Work required
In the data that follows, count each line with the string "tracing"; the reply is the number only.

#### Input data ####

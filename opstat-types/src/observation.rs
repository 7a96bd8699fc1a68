//! Observations - one reported unit of completed work.

use std::net::Ipv4Addr;

use crate::Milliseconds;

/// Which way the traffic of an observation flowed.
#[derive(Debug, Clone, Copy, PartialEq, Eq, Hash, Default)]
#[cfg_attr(feature = "serde", derive(serde::Serialize, serde::Deserialize))]
#[cfg_attr(feature = "serde", serde(rename_all = "lowercase"))]
pub enum Direction {
    /// Request received from a caller (counted as `MsgIn`).
    #[default]
    Upstream,
    /// Response or call sent onwards (counted as `MsgOut`).
    Downstream,
}

/// Traffic classification orthogonal to [`Direction`].
#[derive(Debug, Clone, Copy, PartialEq, Eq, Hash, Default)]
#[cfg_attr(feature = "serde", derive(serde::Serialize, serde::Deserialize))]
#[cfg_attr(feature = "serde", serde(rename_all = "lowercase"))]
pub enum Degree {
    /// Traffic on the in-degree side of this service.
    #[default]
    In,
    /// Traffic on the out-degree side of this service.
    Out,
}

/// A completed operation, as reported by a producer.
///
/// Observations are immutable once built and are consumed exactly once by
/// the aggregator.
///
/// # Example
///
/// ```rust
/// use opstat_types::{Direction, Observation};
/// use std::net::Ipv4Addr;
///
/// let obs = Observation::new("query", 12, Ipv4Addr::LOCALHOST, 64, 404);
/// assert_eq!(obs.direction, Direction::Upstream);
/// assert!(!obs.is_success());
/// ```
#[derive(Debug, Clone, PartialEq, Eq)]
#[cfg_attr(feature = "serde", derive(serde::Serialize, serde::Deserialize))]
pub struct Observation {
    /// Operation (row) name. Must not be empty.
    pub operation: String,

    /// How long the operation took.
    pub delay: Milliseconds,

    /// Outcome code, `0` for success.
    pub code: i32,

    /// Address the request came from.
    pub source: Ipv4Addr,

    /// Payload size in bytes.
    pub payload: u64,

    #[cfg_attr(feature = "serde", serde(default))]
    pub direction: Direction,

    #[cfg_attr(feature = "serde", serde(default))]
    pub degree: Degree,
}

impl Observation {
    /// Create an upstream, in-degree observation.
    pub fn new(
        operation: impl Into<String>,
        delay_ms: u64,
        source: Ipv4Addr,
        payload: u64,
        code: i32,
    ) -> Self {
        Self {
            operation: operation.into(),
            delay: Milliseconds::from_millis(delay_ms),
            code,
            source,
            payload,
            direction: Direction::Upstream,
            degree: Degree::In,
        }
    }

    /// Set the traffic direction.
    pub fn with_direction(mut self, direction: Direction) -> Self {
        self.direction = direction;
        self
    }

    /// Set the traffic degree.
    pub fn with_degree(mut self, degree: Degree) -> Self {
        self.degree = degree;
        self
    }

    /// Whether the outcome code reports success.
    pub fn is_success(&self) -> bool {
        self.code == 0
    }
}

#[cfg(test)]
mod tests {
    use super::*;

    #[test]
    fn new_defaults_to_upstream_in() {
        let obs = Observation::new("op", 5, Ipv4Addr::LOCALHOST, 10, 0);
        assert_eq!(obs.direction, Direction::Upstream);
        assert_eq!(obs.degree, Degree::In);
        assert!(obs.is_success());
    }

    #[test]
    fn builders_override_flags() {
        let obs = Observation::new("op", 5, Ipv4Addr::LOCALHOST, 10, 7)
            .with_direction(Direction::Downstream)
            .with_degree(Degree::Out);
        assert_eq!(obs.direction, Direction::Downstream);
        assert_eq!(obs.degree, Degree::Out);
        assert_eq!(obs.code, 7);
    }

    #[cfg(feature = "serde")]
    #[test]
    fn flags_default_when_missing_from_json() {
        let json = r#"{"operation":"op","delay":3,"code":0,"source":"10.0.0.1","payload":1}"#;
        let obs: Observation = serde_json::from_str(json).unwrap();
        assert_eq!(obs.direction, Direction::Upstream);
        assert_eq!(obs.degree, Degree::In);
        assert_eq!(obs.delay.as_millis(), 3);
    }
}
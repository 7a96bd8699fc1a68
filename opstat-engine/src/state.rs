//! Aggregation state owned by the aggregator task.
//!
//! Nothing in here is synchronized: the aggregator task is the only writer,
//! and every update rule below runs to completion before the next sample is
//! looked at.

use std::collections::HashMap;
use std::net::Ipv4Addr;

use opstat_types::{decode_addr, encode_addr, Degree, Direction, Observation};

use crate::config::Thresholds;

/// Counter names used by the update rule.
pub mod keys {
    pub const MSG_IN: &str = "MsgIn";
    pub const MSG_OUT: &str = "MsgOut";
    pub const IN_DEGREE_RECEIVE: &str = "INDEGREE_Recive(B)";
    pub const IN_DEGREE_SEND: &str = "INDEGREE_Send(B)";
    pub const OUT_DEGREE_RECEIVE: &str = "OUTDEGREE_Recive(B)";
    pub const OUT_DEGREE_SEND: &str = "OUTDEGREE_Send(B)";

    pub const COUNT: &str = "tcount";
    pub const DELAY_TOTAL: &str = "de_total_ms";
    pub const DELAY_MAX: &str = "de_max_ms";
    pub const MAX_SOURCE: &str = "max_ip";
    pub const OVER: [&str; 3] = ["de_up", "de_up_2", "de_up_3"];

    /// Key of a per-operation counter, e.g. `login#tcount`.
    pub fn op(operation: &str, suffix: &str) -> String {
        format!("{operation}#{suffix}")
    }

    /// Suffixes written by every observation. A body column with one of
    /// these names would share keys with the delay counters.
    pub const RESERVED: [&str; 7] = [
        COUNT,
        DELAY_TOTAL,
        DELAY_MAX,
        MAX_SOURCE,
        OVER[0],
        OVER[1],
        OVER[2],
    ];

    pub fn is_reserved(column: &str) -> bool {
        RESERVED.contains(&column)
    }

    /// Key of a body matrix cell.
    ///
    /// Shares the `op#suffix` namespace, so `column` must not be reserved.
    pub fn cell(row: &str, column: &str) -> String {
        format!("{row}#{column}")
    }
}

/// Delay statistics for one operation.
#[derive(Debug, Clone, Copy, PartialEq)]
pub struct TimeStat {
    pub count: u64,
    pub mean_delay_ms: f64,
    pub max_delay_ms: u64,
    pub max_delay_source: Ipv4Addr,
    pub over: [u64; 3],
}

/// All counters for the current interval.
#[derive(Debug, Clone, Default)]
pub struct StatState {
    thresholds: Thresholds,
    counters: HashMap<String, u64>,
    /// Registered operations only; the inner map may be empty.
    row_errors: HashMap<String, HashMap<i32, u64>>,
    address_errors: HashMap<i32, HashMap<u32, u64>>,
    code_totals: HashMap<i32, u64>,
    timeouts: HashMap<String, u64>,
}

impl StatState {
    pub fn new(thresholds: Thresholds) -> Self {
        Self {
            thresholds,
            ..Default::default()
        }
    }

    pub fn thresholds(&self) -> Thresholds {
        self.thresholds
    }

    pub(crate) fn set_thresholds(&mut self, thresholds: Thresholds) {
        self.thresholds = thresholds;
    }

    /// Apply the update rule for one observation.
    pub fn apply(&mut self, obs: &Observation) {
        let name = obs.operation.as_str();
        let delay = obs.delay.as_millis();

        self.inc_key(&keys::op(name, keys::COUNT));
        self.inc_stat(&keys::op(name, keys::DELAY_TOTAL), delay);

        let direction_key = match obs.direction {
            Direction::Upstream => keys::MSG_IN,
            Direction::Downstream => keys::MSG_OUT,
        };
        self.inc_key(direction_key);

        let degree_key = match (obs.degree, obs.direction) {
            (Degree::In, Direction::Upstream) => keys::IN_DEGREE_RECEIVE,
            (Degree::In, Direction::Downstream) => keys::IN_DEGREE_SEND,
            (Degree::Out, Direction::Upstream) => keys::OUT_DEGREE_RECEIVE,
            (Degree::Out, Direction::Downstream) => keys::OUT_DEGREE_SEND,
        };
        self.inc_stat(degree_key, obs.payload);

        // Strictly greater: the first observation to reach a maximum keeps it.
        let max_key = keys::op(name, keys::DELAY_MAX);
        if delay > self.get_stat(&max_key) {
            self.set_stat(&max_key, delay);
            self.set_stat(
                &keys::op(name, keys::MAX_SOURCE),
                u64::from(encode_addr(obs.source)),
            );
        }

        for (threshold, suffix) in self.thresholds.delay_up.into_iter().zip(keys::OVER) {
            if delay > threshold {
                self.inc_key(&keys::op(name, suffix));
            }
        }

        self.inc_key(name);

        if obs.code != 0 {
            self.inc_address_code(obs.source, obs.code, 1);
            self.inc_row_code(name, obs.code, 1);
        }

        if delay > self.thresholds.timeout_ms {
            self.inc_timeout(name);
        }
    }

    /// Add `value` to a counter, creating it if needed.
    pub fn inc_stat(&mut self, key: &str, value: u64) {
        match self.counters.get_mut(key) {
            Some(count) => *count = count.saturating_add(value),
            None => {
                self.counters.insert(key.to_string(), value);
            }
        }
    }

    /// Add one to a counter.
    pub fn inc_key(&mut self, key: &str) {
        self.inc_stat(key, 1);
    }

    /// Overwrite a counter.
    pub fn set_stat(&mut self, key: &str, value: u64) {
        self.counters.insert(key.to_string(), value);
    }

    /// Current value of a counter; missing counters read as zero.
    pub fn get_stat(&self, key: &str) -> u64 {
        self.counters.get(key).copied().unwrap_or(0)
    }

    /// Add `value` to the body matrix cell at `row`/`column`.
    pub fn inc_cell(&mut self, row: &str, column: &str, value: u64) {
        self.inc_stat(&keys::cell(row, column), value);
    }

    pub fn get_cell(&self, row: &str, column: &str) -> u64 {
        self.get_stat(&keys::cell(row, column))
    }

    /// Add to the global total of an outcome code.
    pub fn inc_code(&mut self, code: i32, value: u64) {
        let count = self.code_totals.entry(code).or_insert(0);
        *count = count.saturating_add(value);
    }

    /// Count an error code against an operation.
    ///
    /// The global total always moves; the per-operation breakdown only moves
    /// when the operation was registered as an error row.
    pub fn inc_row_code(&mut self, operation: &str, code: i32, value: u64) {
        self.inc_code(code, value);
        if let Some(codes) = self.row_errors.get_mut(operation) {
            let count = codes.entry(code).or_insert(0);
            *count = count.saturating_add(value);
        }
    }

    /// Count an error code against the address that produced it.
    pub fn inc_address_code(&mut self, source: Ipv4Addr, code: i32, value: u64) {
        let count = self
            .address_errors
            .entry(code)
            .or_default()
            .entry(encode_addr(source))
            .or_insert(0);
        *count = count.saturating_add(value);
    }

    pub fn inc_timeout(&mut self, operation: &str) {
        match self.timeouts.get_mut(operation) {
            Some(count) => *count = count.saturating_add(1),
            None => {
                self.timeouts.insert(operation.to_string(), 1);
            }
        }
    }

    pub fn timeouts(&self, operation: &str) -> u64 {
        self.timeouts.get(operation).copied().unwrap_or(0)
    }

    /// Register `operation` for the per-operation error breakdown.
    ///
    /// Re-registering discards whatever breakdown the row had.
    pub fn register_error_row(&mut self, operation: impl Into<String>) {
        self.row_errors.insert(operation.into(), HashMap::new());
    }

    pub fn is_error_row(&self, operation: &str) -> bool {
        self.row_errors.contains_key(operation)
    }

    /// Breakdown of codes for a registered operation.
    pub fn row_codes(&self, operation: &str) -> Option<&HashMap<i32, u64>> {
        self.row_errors.get(operation)
    }

    pub(crate) fn row_errors(&self) -> &HashMap<String, HashMap<i32, u64>> {
        &self.row_errors
    }

    /// Per-address breakdown of one code.
    pub fn address_codes(&self, code: i32) -> Option<&HashMap<u32, u64>> {
        self.address_errors.get(&code)
    }

    pub(crate) fn address_errors(&self) -> &HashMap<i32, HashMap<u32, u64>> {
        &self.address_errors
    }

    pub fn code_total(&self, code: i32) -> u64 {
        self.code_totals.get(&code).copied().unwrap_or(0)
    }

    pub(crate) fn code_totals(&self) -> &HashMap<i32, u64> {
        &self.code_totals
    }

    /// Delay statistics for an operation.
    ///
    /// Missing counters read as zero; each miss is logged at debug level
    /// since it usually means the operation saw no traffic this interval.
    pub fn time_stat(&self, operation: &str) -> TimeStat {
        let lookup = |suffix: &str| {
            let key = keys::op(operation, suffix);
            self.counters.get(&key).copied().unwrap_or_else(|| {
                tracing::debug!(key = %key, "no counter recorded");
                0
            })
        };

        let count = lookup(keys::COUNT);
        let total = lookup(keys::DELAY_TOTAL);
        let mean_delay_ms = if count == 0 {
            0.0
        } else {
            total as f64 / count as f64
        };

        TimeStat {
            count,
            mean_delay_ms,
            max_delay_ms: lookup(keys::DELAY_MAX),
            max_delay_source: decode_addr(
                self.get_stat(&keys::op(operation, keys::MAX_SOURCE)) as u32,
            ),
            over: keys::OVER.map(lookup),
        }
    }

    /// Clear every counter for the next interval.
    ///
    /// Error row registrations survive: their breakdowns are emptied but the
    /// rows keep collecting without being registered again.
    pub fn reset(&mut self) {
        self.timeouts.clear();
        self.counters.clear();
        self.code_totals.clear();
        for codes in self.row_errors.values_mut() {
            codes.clear();
        }
        self.address_errors.clear();
    }

    /// Administrative full clear.
    ///
    /// Clears the same structures as [`reset`](Self::reset) and, like it,
    /// keeps error row registrations.
    pub fn clear_all(&mut self) {
        self.reset();
        tracing::debug!(rows = self.row_errors.len(), "cleared all counters");
    }

    /// True when no counter of any kind holds a value.
    pub fn is_empty(&self) -> bool {
        self.counters.is_empty()
            && self.timeouts.is_empty()
            && self.code_totals.is_empty()
            && self.address_errors.is_empty()
            && self.row_errors.values().all(HashMap::is_empty)
    }
}
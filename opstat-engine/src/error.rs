//! Error types for the engine.

use thiserror::Error;

/// Errors returned by the engine's setup and submission APIs.
#[derive(Debug, Error)]
pub enum Error {
    /// Unknown log severity name.
    #[error("invalid log level: {0}")]
    InvalidLevel(String),

    /// Malformed setup parameters.
    #[error("invalid configuration: {0}")]
    Config(String),

    /// An observation was submitted without an operation name.
    #[error("observation has an empty operation name")]
    EmptyOperation,

    /// The aggregator has stopped and no longer accepts samples or requests.
    #[error("aggregator has stopped")]
    Closed,

    /// The aggregator task ended abnormally.
    #[error("aggregator task failed: {0}")]
    TaskFailed(String),

    /// Writing a report to an output failed.
    #[error("output I/O failed: {0}")]
    Io(#[from] std::io::Error),
}

/// Result alias used throughout the engine.
pub type Result<T> = std::result::Result<T, Error>;
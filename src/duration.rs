use std::time::Duration;

use anyhow::{bail, Result};

/// Suffix to nanoseconds multiplier (order matters: "ms" before "m" and "s")
const UNITS: &[(&str, f64)] = &[
    ("ns", 1.0),
    ("µs", 1_000.0),
    ("us", 1_000.0),
    ("ms", 1_000_000.0),
    ("s", 1_000_000_000.0),
    ("m", 60_000_000_000.0),
    ("h", 3_600_000_000_000.0),
];

/// Parse duration strings like "60s", "1.5m", "250ms", "1h"
pub fn parse_duration(s: &str) -> Result<Duration> {
    let s = s.trim();

    for (suffix, multiplier) in UNITS {
        if let Some(val_str) = s.strip_suffix(suffix) {
            let val: f64 = val_str.trim().parse()?;
            if !val.is_finite() || val < 0.0 {
                bail!("Duration must be a non-negative number: {}", s);
            }
            return Ok(Duration::from_nanos((val * multiplier) as u64));
        }
    }

    bail!("Unknown duration format: {}", s)
}

/// Format a duration for display
pub fn format_duration(d: Duration) -> String {
    let nanos = d.as_nanos();
    if nanos == 0 {
        "0s".to_string()
    } else if nanos < 1_000_000 {
        format!("{}µs", nanos / 1_000)
    } else if nanos < 1_000_000_000 {
        format!("{}ms", d.as_millis())
    } else if d.subsec_nanos() == 0 && d.as_secs() % 3600 == 0 {
        format!("{}h", d.as_secs() / 3600)
    } else if d.subsec_nanos() == 0 && d.as_secs() % 60 == 0 {
        format!("{}m", d.as_secs() / 60)
    } else {
        format!("{:.2}s", d.as_secs_f64())
    }
}

#[cfg(test)]
mod tests {
    use super::*;

    #[test]
    fn test_parse_seconds() {
        assert_eq!(parse_duration("60s").unwrap(), Duration::from_secs(60));
        let d = parse_duration("2.5s").unwrap();
        assert_eq!(d.as_millis(), 2500);
    }

    #[test]
    fn test_parse_milliseconds() {
        assert_eq!(parse_duration("250ms").unwrap(), Duration::from_millis(250));
    }

    #[test]
    fn test_parse_minutes_and_hours() {
        assert_eq!(parse_duration("5m").unwrap(), Duration::from_secs(300));
        assert_eq!(parse_duration("1h").unwrap(), Duration::from_secs(3600));
    }

    #[test]
    fn test_parse_rejects_garbage() {
        assert!(parse_duration("10").is_err());
        assert!(parse_duration("fast").is_err());
        assert!(parse_duration("-1s").is_err());
    }

    #[test]
    fn test_format_duration() {
        assert_eq!(format_duration(Duration::ZERO), "0s");
        assert_eq!(format_duration(Duration::from_millis(250)), "250ms");
        assert_eq!(format_duration(Duration::from_secs(90)), "90.00s");
        assert_eq!(format_duration(Duration::from_secs(120)), "2m");
        assert_eq!(format_duration(Duration::from_secs(7200)), "2h");
    }
}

####

Reply to the exercise
2